One of the deeply frustrating aspects of our abortion culture is that, despite the abundant evidence of dismembered little bodies and broken relationships and depression and an increasing callousness in our world toward human life of all kinds, we don’t see what we are doing. And arguments concerning the beginning of life or the proper place of sex seem to have little traction. Why? Because the intellect is not the main issue. We want what we want, and we will figure out how to justify our taking what we want. And we won’t look squarely at our sin, for fear of what might happen if we did. We need the Lord to convict us of sin (John 16:8).
Secondly, I find it curious that the Lord’s word to David was indirect. Apparently David’s sense of justice was intact, even though he was blind to his own case. So Nathan told a story. He didn’t give a sermon on adultery or murder, but rather told a story that aroused David’s sense of justice. It worked.
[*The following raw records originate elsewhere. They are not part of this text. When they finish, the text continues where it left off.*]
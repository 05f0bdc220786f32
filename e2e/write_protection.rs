//! E2E Test Suite 06: Write protection
//!
//! Read-only accessors reject every mutating operation, and swapping a
//! write-enabled accessor with a read-only one strips write permission
//! from both sides, so a built buffer can be handed to readers without
//! leaking mutability.

use std::io::SeekFrom;

use binview::{Accessor, Endianness, Error};

/// Every write-family operation on a swapped handle reports the read-only
/// state.
#[test]
fn swapped_handle_rejects_all_writes() {
    let guard = [0u8; 256];
    let mut r = Accessor::open_reading_bytes(&guard, 0, None).unwrap();
    let mut w = Accessor::open_writing_memory(0, 0).unwrap();
    w.write_u32(0x11223344).unwrap();

    r.swap(&mut w);
    // `r` now holds the built buffer, `w` the guard window; neither writes.
    for handle in [&mut r, &mut w] {
        handle.seek(SeekFrom::Start(0)).unwrap();
        assert!(matches!(handle.write_u8(0), Err(Error::ReadOnly)));
        assert!(matches!(handle.write_i8(0), Err(Error::ReadOnly)));
        assert!(matches!(handle.write_u16(0), Err(Error::ReadOnly)));
        assert!(matches!(handle.write_u24(0), Err(Error::ReadOnly)));
        assert!(matches!(handle.write_u32(0), Err(Error::ReadOnly)));
        assert!(matches!(handle.write_u64(0), Err(Error::ReadOnly)));
        assert!(matches!(handle.write_uint(0, 5), Err(Error::ReadOnly)));
        assert!(matches!(handle.write_int(-1, 5), Err(Error::ReadOnly)));
        assert!(matches!(
            handle.write_f32_endian(0.0, Endianness::Big),
            Err(Error::ReadOnly)
        ));
        assert!(matches!(handle.write_f64(0.0), Err(Error::ReadOnly)));
        assert!(matches!(handle.write_varint(1), Err(Error::ReadOnly)));
        assert!(matches!(handle.write_zigzag(-1), Err(Error::ReadOnly)));
        assert!(matches!(handle.write_bytes(b"x"), Err(Error::ReadOnly)));
        assert!(matches!(
            handle.write_u16_array(&[1, 2]),
            Err(Error::ReadOnly)
        ));
        assert!(matches!(
            handle.write_c_string(b"s"),
            Err(Error::ReadOnly)
        ));
        assert!(matches!(
            handle.write_p_string(b"s"),
            Err(Error::ReadOnly)
        ));
        assert!(matches!(
            handle.write_string16(&[1]),
            Err(Error::ReadOnly)
        ));
        assert!(matches!(handle.truncate(), Err(Error::ReadOnly)));
        assert!(matches!(handle.get_bytes_to_write(1), Err(Error::ReadOnly)));
    }

    // The built content is still readable through the swapped handle.
    r.seek(SeekFrom::Start(0)).unwrap();
    assert_eq!(r.read_u32().unwrap(), 0x11223344);
}

/// Swapping two write-enabled accessors keeps both writable.
#[test]
fn swap_of_two_writers_keeps_permission() {
    let mut a = Accessor::open_writing_memory(0, 0).unwrap();
    let mut b = Accessor::open_writing_memory(0, 0).unwrap();
    a.write_u8(1).unwrap();
    a.swap(&mut b);
    assert!(a.is_write_enabled());
    assert!(b.is_write_enabled());
    b.write_u8(2).unwrap();
    assert_eq!(b.window_size(), 2);
    a.write_u8(9).unwrap();
    assert_eq!(a.window_size(), 1);
}

/// Read-only accessors cannot grow: seeking past the end fails and leaves
/// the cursor alone.
#[test]
fn read_only_window_cannot_grow() {
    let data = [0u8; 8];
    let mut a = Accessor::open_reading_bytes(&data, 0, None).unwrap();
    assert!(matches!(
        a.seek(SeekFrom::Start(9)),
        Err(Error::BeyondEnd)
    ));
    assert!(matches!(a.seek(SeekFrom::End(1)), Err(Error::BeyondEnd)));
    assert_eq!(a.cursor(), 0);
    assert_eq!(a.window_size(), 8);
}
And perhaps it would work now, for we live in a world intensely concerned with justice. For instance, our society in the main abhors the practice of rape for profit that is modern sex trafficking.
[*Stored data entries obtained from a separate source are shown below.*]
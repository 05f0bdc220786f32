//! binview — cursor-based typed binary reader/writer over memory and
//! files, with windowed sub-views and coverage maps.
//!
//! The central type is [`Accessor`]: a cursor + window + byte order over a
//! byte storage. Storages come in four shapes — a borrowed slice, an owned
//! heap buffer, a memory-mapped file window, and a growable write buffer —
//! and read-only sub-views can be carved out of any read accessor, sharing
//! the underlying storage.
//!
//! On top of the cursor sit endianness-parameterised codecs for integers
//! (1..=8 byte widths, including 24-bit and LEB128/zig-zag forms), floats,
//! element arrays, raw blocks, and several string conventions. An optional
//! coverage log records which byte ranges were consumed and why, and can
//! be summarised into a sorted, merged map — the raw material for
//! annotated file-layout maps in format-reverse-engineering tools.
//!
//! ```
//! use binview::{Accessor, Endianness};
//!
//! let mut w = Accessor::open_writing_memory(0, 0)?;
//! w.write_u32_endian(0xdead_beef, Endianness::Big)?;
//! w.write_c_string(b"payload")?;
//!
//! w.seek(std::io::SeekFrom::Start(0))?;
//! assert_eq!(w.read_u32_endian(Endianness::Big)?, 0xdead_beef);
//! assert_eq!(w.read_c_string()?, b"payload");
//! # Ok::<(), binview::Error>(())
//! ```

pub mod accessor;
pub mod coverage;
pub mod endian;
pub mod error;

mod fileio;
mod storage;

/// The cursor + window + byte order object; see the [`accessor`] module.
pub use accessor::Accessor;

/// Byte-order tags and resolution helpers.
pub use endian::{default_endianness, set_default_endianness, Endianness, MAX_INT_WIDTH};

/// Error taxonomy shared by every operation.
pub use error::{Error, Result};

/// Coverage log records and summarisation defaults.
pub use coverage::{
    default_coverage_compare, default_coverage_merge, CoverageForce, CoverageRecord,
};

/// Maximum LEB128 encoding length for the 64-bit accumulator.
pub use accessor::MAX_VARINT_BYTES;

/// Options for creating output files.
pub use fileio::WriteOptions;

/// Windows at least this large are opened through a file mapping.
pub use fileio::MMAP_THRESHOLD;

/// Write-buffer growth step default and initial-allocation cap.
pub use storage::{DEFAULT_WRITE_GRANULARITY, MAX_INITIAL_ALLOCATION};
Can we draw the connections between sex trafficking and abortion? Our culture almost universally condemns slavery and racism. Do we see the connections with abortion and assisted suicide? Our world is increasingly aware and rightly intolerant of the oppression of women. There really is a war on women, but not from the direction that we are used to hearing in contemporary political election-year rhetoric. Can we see it? We live in a world whose sense of justice is, at least in part, intact. Herein, with thought and prayer, the guidance of the Lord, and the aid of the Holy Spirit, lies an opportunity.